An expression, used by Pope Francis during his trip to Brazil, stimulates the reflection. He indicated, while – speaking to the CELAM on July 28, 2013– the way of a “pastoral conversion.” It appears a pastoral approach that not only it is delivered from the functional horizon of a taken for granted cura animarum, but it seems to reconnect with the more original profile of Vatican II, placing at the center “the behaviors and a reform of life.”

The very same Pontiff intended to put in guard against those temptations that can stop a path of pastoral conversion, indicating them in the ideologization of the gospel message, in the functionalism and clericalism. On the other hand – always in Pope’s Francis words – “concerning pastoral conversion, I would like to recall that ‘pastoral care’ is nothing other than the exercise of the Church’s motherhood. She gives birth, suckles, gives growth, corrects, nourishes and leads by the hand … So we need a Church capable of rediscovering the maternal womb of mercy. Without mercy we have little chance nowadays of becoming part of a world of ‘wounded’ persons in need of understanding, forgiveness, love.” (Meeting with the Bishops of Brazil, July 27, 2013)

In the open space between the pole of the temptations and the maternal figure of the pastorality, it seems to appear the possibility of a renewed and fertile interest for the family.

The attention to the threefold temptation may allow to isolate at least some of the reasons by which, even though the Church possesses an impressive patrimony of teaching about marriage and family, nonetheless it has not been always developed rightly all its potentiality in a fruitful way; while the reference to the “maternal entrails of mercy” demand to abandon whatever deprecatory form in front of the grave wounds that family life undergoes in our times, almost going back to the famous words of John XXIII: “we sometimes have to listen, much to our regret, to voices of persons who, though burning with zeal, are not endowed with too much sense of discretion or measure.
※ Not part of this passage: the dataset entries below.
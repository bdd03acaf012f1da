//! Local outlier factor in novelty mode.
//!
//! The artifact carries everything computed at fit time: the fit points,
//! each point's k-distance and local reachability density, and the
//! decision offset. Scoring a new point only needs a neighbour search.

use super::neighbors::{check_fit_points, nearest};
use super::{read_artifact, ModelError, Predictor};
use crate::core::OutlierFlag;
use serde::{Deserialize, Serialize};
use std::path::Path;

/// Guards the reachability density against a zero mean distance.
const LRD_EPSILON: f64 = 1e-10;

#[derive(Debug, Clone, Serialize, Deserialize)]
pub struct LocalOutlierFactor {
    pub n_neighbors: usize,
    pub fit_points: Vec<Vec<f64>>,
    /// Distance from each fit point to its k-th neighbour
    pub k_distances: Vec<f64>,
    /// Local reachability density of each fit point
    pub lrd: Vec<f64>,
    /// Decision threshold subtracted from the score
    pub offset: f64,
}

impl LocalOutlierFactor {
    pub fn load(path: &Path) -> Result<Self, ModelError> {
        let model: LocalOutlierFactor = read_artifact(path)?;
        model.validate()?;
        Ok(model)
    }

    /// Width of the vectors this model accepts.
    pub fn dim(&self) -> usize {
        self.fit_points.first().map_or(0, Vec::len)
    }

    /// Negated local outlier factor; lower means more abnormal.
    pub fn score(&self, features: &[f64]) -> f64 {
        let neighbors = nearest(&self.fit_points, features, self.n_neighbors);
        let k = neighbors.len() as f64;

        let mean_reach = neighbors
            .iter()
            .map(|&(i, dist)| dist.max(self.k_distances[i]))
            .sum::<f64>()
            / k;
        let lrd = 1.0 / (mean_reach + LRD_EPSILON);

        let ratio_sum: f64 = neighbors.iter().map(|&(i, _)| self.lrd[i] / lrd).sum();
        -(ratio_sum / k)
    }

    /// Score shifted by the fitted offset; negative means outlier.
    pub fn decision(&self, features: &[f64]) -> f64 {
        self.score(features) - self.offset
    }

    fn validate(&self) -> Result<(), ModelError> {
        let n = self.fit_points.len();
        check_fit_points(&self.fit_points, "outlier model")?;
        if self.n_neighbors == 0 || self.n_neighbors > n {
            return Err(ModelError::Invalid(format!(
                "outlier model n_neighbors {} outside 1..={n}",
                self.n_neighbors
            )));
        }
        if self.k_distances.len() != n || self.lrd.len() != n {
            return Err(ModelError::Invalid(format!(
                "outlier model has {n} fit points but {} k-distances and {} densities",
                self.k_distances.len(),
                self.lrd.len()
            )));
        }
        Ok(())
    }
}

impl Predictor for LocalOutlierFactor {
    type Label = OutlierFlag;

    fn predict(&self, features: &[f64]) -> OutlierFlag {
        if self.decision(features) < 0.0 {
            OutlierFlag::Outlier
        } else {
            OutlierFlag::Inlier
        }
    }

    fn input_dim(&self) -> Option<usize> {
        Some(self.dim())
    }
}

#[cfg(test)]
mod tests {
    use super::*;

    /// Four points on a unit square, k = 2.
    ///
    /// Every point's two nearest neighbours sit at distance 1, so all
    /// k-distances are 1 and all densities are 1 / (1 + eps).
    fn square_model() -> LocalOutlierFactor {
        let lrd = 1.0 / (1.0 + LRD_EPSILON);
        LocalOutlierFactor {
            n_neighbors: 2,
            fit_points: vec![
                vec![0.0, 0.0],
                vec![1.0, 0.0],
                vec![0.0, 1.0],
                vec![1.0, 1.0],
            ],
            k_distances: vec![1.0; 4],
            lrd: vec![lrd; 4],
            offset: -1.5,
        }
    }

    #[test]
    fn test_point_inside_cluster_is_inlier() {
        let model = square_model();
        let score = model.score(&[0.5, 0.5]);
        assert!((score + 1.0).abs() < 1e-6);
        assert_eq!(model.predict(&[0.5, 0.5]), OutlierFlag::Inlier);
    }

    #[test]
    fn test_far_point_is_outlier() {
        let model = square_model();
        assert!(model.score(&[10.0, 10.0]) < -5.0);
        assert_eq!(model.predict(&[10.0, 10.0]), OutlierFlag::Outlier);
    }

    #[test]
    fn test_invalid_neighbor_count_rejected() {
        let mut model = square_model();
        model.n_neighbors = 9;
        assert!(model.validate().is_err());
        model.n_neighbors = 0;
        assert!(model.validate().is_err());
    }

    #[test]
    fn test_density_length_checked() {
        let mut model = square_model();
        model.lrd.pop();
        assert!(model.validate().is_err());
    }

    #[test]
    fn test_input_dim() {
        assert_eq!(square_model().input_dim(), Some(2));
    }
}
//! Converter and indicator access.
//!
//! The real backend talks to an I2C converter and GPIO pins on a
//! Raspberry Pi and is only built with the `rpi` feature. The simulated
//! backend is always available.

pub mod sim;
pub mod types;

#[cfg(feature = "rpi")]
pub mod rpi;

// Re-export commonly used types
pub use sim::{MemoryIndicators, ScriptedAdc, SimulatedAdc};
pub use types::{
    AdcModel, AnalogInput, HardwareError, IndicatorBank, IndicatorPins, ADS7830_ADDRESS,
    MAX_CHANNEL, PCF8591_ADDRESS,
};

#[cfg(feature = "rpi")]
pub use rpi::{probe, GpioIndicators, I2cAdc};

/// Whether this build can drive real hardware.
pub const HARDWARE_SUPPORT: bool = cfg!(feature = "rpi");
In these modern times they can see nothing but prevarication and ruin. They say that our era, in comparison with past eras, is getting worse, and they behave as though they had learned nothing from history, which is, none the less, the teacher of life.

They behave as though at the time of former Councils everything was a full triumph for the Christian idea and life and for proper religious liberty. We feel we must disagree with those prophets of gloom, who are always forecasting disaster, as though the end of the world were at hand […] Nowadays however, the Spouse of Christ prefers to make use of the medicine of mercy rather than that of severity. She considers that she meets the needs of the present day by demonstrating the validity of her teaching rather than by condemnations.” (Gaudet Mater Ecclesia, October 11th, 1962)

It is undoubtedly early to imagine the forms and the contents of the eventual synodal deliberations. Certainly we cannot avoid a feeling of eager expectation and trustful hope. One of the most interesting marks of the Vatican II is exactly this: every time that the Church bows down to deepen a segment of her life and of her pastoral action, required at times dramatically by the here and now of the present history, it is always accompanied to regenerate – without any solutions of continuity – the awareness of the proper identity and of her constitutive missionary vocation.